Could you print every record exactly as it stands?

★ ★ ★ ★ ★ ★ ★

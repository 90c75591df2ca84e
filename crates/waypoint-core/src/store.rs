//! Persisted key-value storage and the completion-flag capability.
//!
//! The wizard only ever sees the [`KeyValueStore`] trait: a durable,
//! string-keyed slot store. [`FileStore`] backs it with a single JSON
//! document under the data directory; [`MemoryStore`] backs tests.
//!
//! A corrupted backing file is treated the same as an absent one. It is
//! logged and the store starts empty; nothing here ever blocks a caller.

use std::collections::HashMap;
use std::path::{Path, PathBuf};
use std::sync::Mutex;

use tracing::{debug, warn};

use crate::error::StoreError;

/// Durable string key-value slots, partitioned by key.
///
/// Implementations use interior mutability so the wizard can hold a
/// shared handle. Single-writer, single-reader access pattern; the
/// Mutex exists for handle sharing, not for cross-thread contention.
pub trait KeyValueStore: Send + Sync {
    fn get(&self, key: &str) -> Result<Option<String>, StoreError>;
    fn set(&self, key: &str, value: &str) -> Result<(), StoreError>;
    fn remove(&self, key: &str) -> Result<(), StoreError>;
}

/// Externally owned per-survey completion flags.
///
/// The wizard only calls the setter; read-path semantics belong to the
/// surrounding application.
pub trait CompletionFlags: Send + Sync {
    fn set_complete(&self, survey_id: &str, complete: bool) -> Result<(), StoreError>;
}

/// Returns `~/.config/waypoint[-dev]/` based on WAYPOINT_ENV.
///
/// Set WAYPOINT_ENV=dev to use the development data directory, or
/// WAYPOINT_DATA_DIR to override the location entirely.
pub fn data_dir() -> Result<PathBuf, StoreError> {
    if let Ok(explicit) = std::env::var("WAYPOINT_DATA_DIR") {
        let dir = PathBuf::from(explicit);
        std::fs::create_dir_all(&dir).map_err(|e| StoreError::OpenFailed {
            path: dir.clone(),
            message: e.to_string(),
        })?;
        return Ok(dir);
    }

    let base_dir = dirs::home_dir()
        .ok_or(StoreError::NoDataDir)?
        .join(".config");

    let env = std::env::var("WAYPOINT_ENV").unwrap_or_else(|_| "production".to_string());
    let dir = if env == "dev" {
        base_dir.join("waypoint-dev")
    } else {
        base_dir.join("waypoint")
    };

    std::fs::create_dir_all(&dir).map_err(|e| StoreError::OpenFailed {
        path: dir.clone(),
        message: e.to_string(),
    })?;
    Ok(dir)
}

/// In-memory store for tests and ephemeral sessions.
#[derive(Debug, Default)]
pub struct MemoryStore {
    entries: Mutex<HashMap<String, String>>,
}

impl MemoryStore {
    pub fn new() -> Self {
        Self::default()
    }
}

impl KeyValueStore for MemoryStore {
    fn get(&self, key: &str) -> Result<Option<String>, StoreError> {
        Ok(self.entries.lock().unwrap().get(key).cloned())
    }

    fn set(&self, key: &str, value: &str) -> Result<(), StoreError> {
        self.entries
            .lock()
            .unwrap()
            .insert(key.to_string(), value.to_string());
        Ok(())
    }

    fn remove(&self, key: &str) -> Result<(), StoreError> {
        self.entries.lock().unwrap().remove(key);
        Ok(())
    }
}

/// File-backed store: one JSON document holding all slots.
///
/// Every mutation rewrites the whole document. The payload is a handful
/// of snapshots, so a full rewrite stays cheaper than bookkeeping.
#[derive(Debug)]
pub struct FileStore {
    path: PathBuf,
    entries: Mutex<HashMap<String, String>>,
}

impl FileStore {
    /// Open (or create) the store at the default location,
    /// `<data_dir>/store.json`.
    pub fn open_default() -> Result<Self, StoreError> {
        Ok(Self::open(data_dir()?.join("store.json")))
    }

    /// Open (or create) the store at an explicit path.
    ///
    /// A missing or unreadable document yields an empty store; corruption
    /// is indistinguishable from "no prior data" by design.
    pub fn open<P: AsRef<Path>>(path: P) -> Self {
        let path = path.as_ref().to_path_buf();
        let entries = match std::fs::read_to_string(&path) {
            Ok(contents) => match serde_json::from_str::<HashMap<String, String>>(&contents) {
                Ok(map) => map,
                Err(e) => {
                    warn!(path = %path.display(), error = %e, "store file corrupted, starting empty");
                    HashMap::new()
                }
            },
            Err(_) => HashMap::new(),
        };
        Self {
            path,
            entries: Mutex::new(entries),
        }
    }

    fn flush(&self, entries: &HashMap<String, String>) -> Result<(), StoreError> {
        let json = serde_json::to_string_pretty(entries).map_err(|e| StoreError::WriteFailed {
            path: self.path.clone(),
            message: e.to_string(),
        })?;
        std::fs::write(&self.path, json).map_err(|e| StoreError::WriteFailed {
            path: self.path.clone(),
            message: e.to_string(),
        })?;
        debug!(path = %self.path.display(), "store flushed");
        Ok(())
    }
}

impl KeyValueStore for FileStore {
    fn get(&self, key: &str) -> Result<Option<String>, StoreError> {
        Ok(self.entries.lock().unwrap().get(key).cloned())
    }

    fn set(&self, key: &str, value: &str) -> Result<(), StoreError> {
        let mut entries = self.entries.lock().unwrap();
        entries.insert(key.to_string(), value.to_string());
        self.flush(&entries)
    }

    fn remove(&self, key: &str) -> Result<(), StoreError> {
        let mut entries = self.entries.lock().unwrap();
        entries.remove(key);
        self.flush(&entries)
    }
}

/// Completion flags persisted as `completed:<survey_id>` slots in a
/// key-value store.
pub struct StoreCompletionFlags<S: KeyValueStore> {
    store: std::sync::Arc<S>,
}

impl<S: KeyValueStore> StoreCompletionFlags<S> {
    pub fn new(store: std::sync::Arc<S>) -> Self {
        Self { store }
    }

    fn key(survey_id: &str) -> String {
        format!("completed:{survey_id}")
    }

    /// Read-path helper for the CLI status display.
    pub fn is_complete(&self, survey_id: &str) -> bool {
        matches!(self.store.get(&Self::key(survey_id)), Ok(Some(v)) if v == "true")
    }
}

impl<S: KeyValueStore> CompletionFlags for StoreCompletionFlags<S> {
    fn set_complete(&self, survey_id: &str, complete: bool) -> Result<(), StoreError> {
        if complete {
            self.store.set(&Self::key(survey_id), "true")
        } else {
            self.store.remove(&Self::key(survey_id))
        }
    }
}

★ ★ ★ ★ ★ ★ ★

--- RESPONSE TO THE EXERCISE ---
repository 90c75591df2ca84e
filename crates/waypoint-core/src/store.rs
//! Persisted key-value storage and the completion-flag capability.
//!
//! The wizard only ever sees the [`KeyValueStore`] trait: a durable,
//! string-keyed slot store. [`FileStore`] backs it with a single JSON
//! document under the data directory; [`MemoryStore`] backs tests.
//!
//! A corrupted backing file is treated the same as an absent one. It is
//! logged and the store starts empty; nothing here ever blocks a caller.

use std::collections::HashMap;
use std::path::{Path, PathBuf};
use std::sync::Mutex;

use tracing::{debug, warn};

use crate::error::StoreError;

/// Durable string key-value slots, partitioned by key.
///
/// Implementations use interior mutability so the wizard can hold a
/// shared handle. Single-writer, single-reader access pattern; the
/// Mutex exists for handle sharing, not for cross-thread contention.
pub trait KeyValueStore: Send + Sync {
    fn get(&self, key: &str) -> Result<Option<String>, StoreError>;
    fn set(&self, key: &str, value: &str) -> Result<(), StoreError>;
    fn remove(&self, key: &str) -> Result<(), StoreError>;
}

/// Externally owned per-survey completion flags.
///
/// The wizard only calls the setter; read-path semantics belong to the
/// surrounding application.
pub trait CompletionFlags: Send + Sync {
    fn set_complete(&self, survey_id: &str, complete: bool) -> Result<(), StoreError>;
}

/// Returns `~/.config/waypoint[-dev]/` based on WAYPOINT_ENV.
///
/// Set WAYPOINT_ENV=dev to use the development data directory, or
/// WAYPOINT_DATA_DIR to override the location entirely.
pub fn data_dir() -> Result<PathBuf, StoreError> {
    if let Ok(explicit) = std::env::var("WAYPOINT_DATA_DIR") {
        let dir = PathBuf::from(explicit);
        std::fs::create_dir_all(&dir).map_err(|e| StoreError::OpenFailed {
            path: dir.clone(),
            message: e.to_string(),
        })?;
        return Ok(dir);
    }

    let base_dir = dirs::home_dir()
        .ok_or(StoreError::NoDataDir)?
        .join(".config");

    let env = std::env::var("WAYPOINT_ENV").unwrap_or_else(|_| "production".to_string());
    let dir = if env == "dev" {
        base_dir.join("waypoint-dev")
    } else {
        base_dir.join("waypoint")
    };

    std::fs::create_dir_all(&dir).map_err(|e| StoreError::OpenFailed {
        path: dir.clone(),
        message: e.to_string(),
    })?;
    Ok(dir)
}

/// In-memory store for tests and ephemeral sessions.
#[derive(Debug, Default)]
pub struct MemoryStore {
    entries: Mutex<HashMap<String, String>>,
}

impl MemoryStore {
    pub fn new() -> Self {
        Self::default()
    }
}

impl KeyValueStore for MemoryStore {
    fn get(&self, key: &str) -> Result<Option<String>, StoreError> {
        Ok(self.entries.lock().unwrap().get(key).cloned())
    }

    fn set(&self, key: &str, value: &str) -> Result<(), StoreError> {
        self.entries
            .lock()
            .unwrap()
            .insert(key.to_string(), value.to_string());
        Ok(())
    }

    fn remove(&self, key: &str) -> Result<(), StoreError> {
        self.entries.lock().unwrap().remove(key);
        Ok(())
    }
}

/// File-backed store: one JSON document holding all slots.
///
/// Every mutation rewrites the whole document. The payload is a handful
/// of snapshots, so a full rewrite stays cheaper than bookkeeping.
#[derive(Debug)]
pub struct FileStore {
    path: PathBuf,
    entries: Mutex<HashMap<String, String>>,
}

impl FileStore {
    /// Open (or create) the store at the default location,
    /// `<data_dir>/store.json`.
    pub fn open_default() -> Result<Self, StoreError> {
        Ok(Self::open(data_dir()?.join("store.json")))
    }

    /// Open (or create) the store at an explicit path.
    ///
    /// A missing or unreadable document yields an empty store; corruption
    /// is indistinguishable from "no prior data" by design.
    pub fn open<P: AsRef<Path>>(path: P) -> Self {
        let path = path.as_ref().to_path_buf();
        let entries = match std::fs::read_to_string(&path) {
            Ok(contents) => match serde_json::from_str::<HashMap<String, String>>(&contents) {
                Ok(map) => map,
                Err(e) => {
                    warn!(path = %path.display(), error = %e, "store file corrupted, starting empty");
                    HashMap::new()
                }
            },
            Err(_) => HashMap::new(),
        };
        Self {
            path,
            entries: Mutex::new(entries),
        }
    }

    fn flush(&self, entries: &HashMap<String, String>) -> Result<(), StoreError> {
        let json = serde_json::to_string_pretty(entries).map_err(|e| StoreError::WriteFailed {
            path: self.path.clone(),
            message: e.to_string(),
        })?;
        std::fs::write(&self.path, json).map_err(|e| StoreError::WriteFailed {
            path: self.path.clone(),
            message: e.to_string(),
        })?;
        debug!(path = %self.path.display(), "store flushed");
        Ok(())
    }
}

impl KeyValueStore for FileStore {
    fn get(&self, key: &str) -> Result<Option<String>, StoreError> {
        Ok(self.entries.lock().unwrap().get(key).cloned())
    }

    fn set(&self, key: &str, value: &str) -> Result<(), StoreError> {
        let mut entries = self.entries.lock().unwrap();
        entries.insert(key.to_string(), value.to_string());
        self.flush(&entries)
    }

    fn remove(&self, key: &str) -> Result<(), StoreError> {
        let mut entries = self.entries.lock().unwrap();
        entries.remove(key);
        self.flush(&entries)
    }
}

/// Completion flags persisted as `completed:<survey_id>` slots in a
/// key-value store.
pub struct StoreCompletionFlags<S: KeyValueStore> {
    store: std::sync::Arc<S>,
}

impl<S: KeyValueStore> StoreCompletionFlags<S> {
    pub fn new(store: std::sync::Arc<S>) -> Self {
        Self { store }
    }

    fn key(survey_id: &str) -> String {
        format!("completed:{survey_id}")
    }

    /// Read-path helper for the CLI status display.
    pub fn is_complete(&self, survey_id: &str) -> bool {
        matches!(self.store.get(&Self::key(survey_id)), Ok(Some(v)) if v == "true")
    }
}

impl<S: KeyValueStore> CompletionFlags for StoreCompletionFlags<S> {
    fn set_complete(&self, survey_id: &str, complete: bool) -> Result<(), StoreError> {
        if complete {
            self.store.set(&Self::key(survey_id), "true")
        } else {
            self.store.remove(&Self::key(survey_id))
        }
    }
}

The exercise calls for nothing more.